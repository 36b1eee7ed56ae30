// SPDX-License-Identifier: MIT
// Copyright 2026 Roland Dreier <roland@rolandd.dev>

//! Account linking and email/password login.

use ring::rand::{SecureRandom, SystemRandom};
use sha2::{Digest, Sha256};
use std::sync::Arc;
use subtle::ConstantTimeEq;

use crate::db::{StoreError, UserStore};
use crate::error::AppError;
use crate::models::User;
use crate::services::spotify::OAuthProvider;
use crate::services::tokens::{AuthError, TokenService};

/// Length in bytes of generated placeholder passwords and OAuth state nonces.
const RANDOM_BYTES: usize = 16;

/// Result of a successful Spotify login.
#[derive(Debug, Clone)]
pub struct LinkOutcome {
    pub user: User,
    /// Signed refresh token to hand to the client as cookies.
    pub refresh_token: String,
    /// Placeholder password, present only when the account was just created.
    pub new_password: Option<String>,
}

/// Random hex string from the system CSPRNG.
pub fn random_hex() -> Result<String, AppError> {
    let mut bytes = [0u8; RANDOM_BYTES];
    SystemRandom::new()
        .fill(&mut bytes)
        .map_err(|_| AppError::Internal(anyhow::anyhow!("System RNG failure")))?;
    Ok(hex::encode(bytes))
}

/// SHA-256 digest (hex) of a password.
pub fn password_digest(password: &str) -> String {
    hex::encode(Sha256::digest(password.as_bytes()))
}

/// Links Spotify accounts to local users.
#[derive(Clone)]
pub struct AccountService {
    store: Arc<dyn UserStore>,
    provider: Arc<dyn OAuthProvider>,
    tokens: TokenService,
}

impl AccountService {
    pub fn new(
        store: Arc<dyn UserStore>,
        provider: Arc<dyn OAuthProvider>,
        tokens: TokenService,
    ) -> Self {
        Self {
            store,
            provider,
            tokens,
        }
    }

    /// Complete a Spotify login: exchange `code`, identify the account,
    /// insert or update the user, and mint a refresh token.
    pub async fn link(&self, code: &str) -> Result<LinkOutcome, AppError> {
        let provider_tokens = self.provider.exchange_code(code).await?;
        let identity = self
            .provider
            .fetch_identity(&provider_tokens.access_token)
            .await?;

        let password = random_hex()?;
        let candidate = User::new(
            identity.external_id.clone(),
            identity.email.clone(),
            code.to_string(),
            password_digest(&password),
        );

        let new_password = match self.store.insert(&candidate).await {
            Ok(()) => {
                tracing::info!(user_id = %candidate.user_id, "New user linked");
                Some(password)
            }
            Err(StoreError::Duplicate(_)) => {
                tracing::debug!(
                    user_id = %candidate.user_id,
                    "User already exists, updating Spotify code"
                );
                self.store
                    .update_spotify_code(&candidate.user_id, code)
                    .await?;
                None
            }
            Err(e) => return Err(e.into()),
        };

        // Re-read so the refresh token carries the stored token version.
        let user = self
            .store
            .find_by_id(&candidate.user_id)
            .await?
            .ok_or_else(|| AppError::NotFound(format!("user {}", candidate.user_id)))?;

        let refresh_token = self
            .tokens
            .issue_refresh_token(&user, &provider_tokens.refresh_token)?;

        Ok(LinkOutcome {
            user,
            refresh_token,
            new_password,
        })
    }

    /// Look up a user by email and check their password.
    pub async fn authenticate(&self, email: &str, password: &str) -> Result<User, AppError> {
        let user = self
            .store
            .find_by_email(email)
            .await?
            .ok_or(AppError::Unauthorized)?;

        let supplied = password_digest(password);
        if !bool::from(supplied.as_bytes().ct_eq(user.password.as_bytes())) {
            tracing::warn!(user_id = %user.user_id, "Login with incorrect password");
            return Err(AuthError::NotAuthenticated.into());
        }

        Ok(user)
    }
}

════════════════════

What to produce — Return the material above in full, word for word.

Task answer —
repository 36b1eee7ed56ae30
// SPDX-License-Identifier: MIT
// Copyright 2026 Roland Dreier <roland@rolandd.dev>

//! Account linking and email/password login.

use ring::rand::{SecureRandom, SystemRandom};
use sha2::{Digest, Sha256};
use std::sync::Arc;
use subtle::ConstantTimeEq;

use crate::db::{StoreError, UserStore};
use crate::error::AppError;
use crate::models::User;
use crate::services::spotify::OAuthProvider;
use crate::services::tokens::{AuthError, TokenService};

/// Length in bytes of generated placeholder passwords and OAuth state nonces.
const RANDOM_BYTES: usize = 16;

/// Result of a successful Spotify login.
#[derive(Debug, Clone)]
pub struct LinkOutcome {
    pub user: User,
    /// Signed refresh token to hand to the client as cookies.
    pub refresh_token: String,
    /// Placeholder password, present only when the account was just created.
    pub new_password: Option<String>,
}

/// Random hex string from the system CSPRNG.
pub fn random_hex() -> Result<String, AppError> {
    let mut bytes = [0u8; RANDOM_BYTES];
    SystemRandom::new()
        .fill(&mut bytes)
        .map_err(|_| AppError::Internal(anyhow::anyhow!("System RNG failure")))?;
    Ok(hex::encode(bytes))
}

/// SHA-256 digest (hex) of a password.
pub fn password_digest(password: &str) -> String {
    hex::encode(Sha256::digest(password.as_bytes()))
}

/// Links Spotify accounts to local users.
#[derive(Clone)]
pub struct AccountService {
    store: Arc<dyn UserStore>,
    provider: Arc<dyn OAuthProvider>,
    tokens: TokenService,
}

impl AccountService {
    pub fn new(
        store: Arc<dyn UserStore>,
        provider: Arc<dyn OAuthProvider>,
        tokens: TokenService,
    ) -> Self {
        Self {
            store,
            provider,
            tokens,
        }
    }

    /// Complete a Spotify login: exchange `code`, identify the account,
    /// insert or update the user, and mint a refresh token.
    pub async fn link(&self, code: &str) -> Result<LinkOutcome, AppError> {
        let provider_tokens = self.provider.exchange_code(code).await?;
        let identity = self
            .provider
            .fetch_identity(&provider_tokens.access_token)
            .await?;

        let password = random_hex()?;
        let candidate = User::new(
            identity.external_id.clone(),
            identity.email.clone(),
            code.to_string(),
            password_digest(&password),
        );

        let new_password = match self.store.insert(&candidate).await {
            Ok(()) => {
                tracing::info!(user_id = %candidate.user_id, "New user linked");
                Some(password)
            }
            Err(StoreError::Duplicate(_)) => {
                tracing::debug!(
                    user_id = %candidate.user_id,
                    "User already exists, updating Spotify code"
                );
                self.store
                    .update_spotify_code(&candidate.user_id, code)
                    .await?;
                None
            }
            Err(e) => return Err(e.into()),
        };

        // Re-read so the refresh token carries the stored token version.
        let user = self
            .store
            .find_by_id(&candidate.user_id)
            .await?
            .ok_or_else(|| AppError::NotFound(format!("user {}", candidate.user_id)))?;

        let refresh_token = self
            .tokens
            .issue_refresh_token(&user, &provider_tokens.refresh_token)?;

        Ok(LinkOutcome {
            user,
            refresh_token,
            new_password,
        })
    }

    /// Look up a user by email and check their password.
    pub async fn authenticate(&self, email: &str, password: &str) -> Result<User, AppError> {
        let user = self
            .store
            .find_by_email(email)
            .await?
            .ok_or(AppError::Unauthorized)?;

        let supplied = password_digest(password);
        if !bool::from(supplied.as_bytes().ct_eq(user.password.as_bytes())) {
            tracing::warn!(user_id = %user.user_id, "Login with incorrect password");
            return Err(AuthError::NotAuthenticated.into());
        }

        Ok(user)
    }
}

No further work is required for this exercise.